The cop stepped close. Wells could have reached out with his free left hand, throttled him. But Wells would still be locked to the wall.

“You said twenty thousand. You carrying five thousand.”

“I don’t know. Whatever I had.”

The cop squeezed Wells’s handcuffed arm, like a manager sending a pitcher to the showers, a friendly warning. “Big mistake to lie to police. Even for a mzungu. Where is it, the rest?”

“I think there’s been a misunderstanding.”

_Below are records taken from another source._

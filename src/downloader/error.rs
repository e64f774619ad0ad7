use serde::{Deserialize, Serialize};
use std::io;
use std::path::PathBuf;
use std::time::Duration;
use thiserror::Error;

/// 下载失败分类，供界面层展示
#[derive(Debug, Clone, Copy, PartialEq, Eq, Serialize, Deserialize)]
#[serde(rename_all = "snake_case")]
pub enum DownloadErrorKind {
    /// 没有本地文件的访问权限
    UnauthorizedFileAccess,
    /// 本地文件无法打开（被占用等）
    SharingViolation,
    /// 服务器或网络错误
    HttpError,
    Unknown,
}

/// 下载错误
#[derive(Debug, Error)]
pub enum DownloadError {
    #[error("无权访问本地文件 {path:?}: {source}")]
    UnauthorizedFileAccess {
        path: PathBuf,
        #[source]
        source: io::Error,
    },

    #[error("无法打开本地文件 {path:?}: {source}")]
    FileUnavailable {
        path: PathBuf,
        #[source]
        source: io::Error,
    },

    #[error("HTTP 状态异常 {status}: {url}")]
    HttpStatus { status: u16, url: String },

    #[error("等待服务器响应超时 ({0:?})")]
    Timeout(Duration),

    #[error("网络传输失败: {0}")]
    Transport(#[from] reqwest::Error),

    #[error("写入本地文件失败: {0}")]
    Io(#[from] io::Error),

    #[error("文件大小不一致: 期望 {expected} 字节，实际 {actual} 字节")]
    SizeMismatch { expected: u64, actual: u64 },

    #[error("无效的下载地址: {0}")]
    InvalidUrl(String),
}

impl DownloadError {
    /// 打开本地文件失败时按错误类型归类
    pub fn from_open(path: PathBuf, source: io::Error) -> Self {
        if source.kind() == io::ErrorKind::PermissionDenied {
            DownloadError::UnauthorizedFileAccess { path, source }
        } else {
            DownloadError::FileUnavailable { path, source }
        }
    }

    pub fn kind(&self) -> DownloadErrorKind {
        match self {
            DownloadError::UnauthorizedFileAccess { .. } => DownloadErrorKind::UnauthorizedFileAccess,
            DownloadError::FileUnavailable { .. } => DownloadErrorKind::SharingViolation,
            DownloadError::HttpStatus { .. }
            | DownloadError::Timeout(_)
            | DownloadError::Transport(_)
            | DownloadError::SizeMismatch { .. } => DownloadErrorKind::HttpError,
            DownloadError::Io(_) | DownloadError::InvalidUrl(_) => DownloadErrorKind::Unknown,
        }
    }

    /// 本地文件是否已经打开过（决定失败时要不要删除部分文件）
    pub(crate) fn after_open(&self) -> bool {
        !matches!(
            self,
            DownloadError::UnauthorizedFileAccess { .. } | DownloadError::FileUnavailable { .. }
        )
    }
}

The cop stepped away, reached under his desk, came up with a black metal tube the size of a flashlight. He pushed a button on the side and the cylinder quadrupled in length. An expandable baton. American cops loved them, and apparently they weren’t alone.

The cop stood before Wells. He raised his right hand high, waggled the baton like a tour guide, brought it down on Wells’s left biceps.

“Come on,” Wells said. As an answer Mark raised the baton again.

“In the Cruiser. In the Cruiser, okay?”

The cop laid the baton against the desk where Wells couldn’t reach it, then walked out the front door. Ten minutes later, he returned, carrying the Mossberg and the Glock. Wells didn’t know where the Makarov had gone.

“These in your car. No money. What kind of aid worker you are?”

“You said yourself, it’s dangerous.”

“Where’s the money?”

“It’s in a trap compartment in the back, hard to find.”

“You show me.”

“You promise to let me go tomorrow.”

“Yes. But this a secret, between you and me. Not—” He pointed at the back door.

Just as Wells had hoped. The cop didn’t want to share this new windfall with anyone. Not even his partner.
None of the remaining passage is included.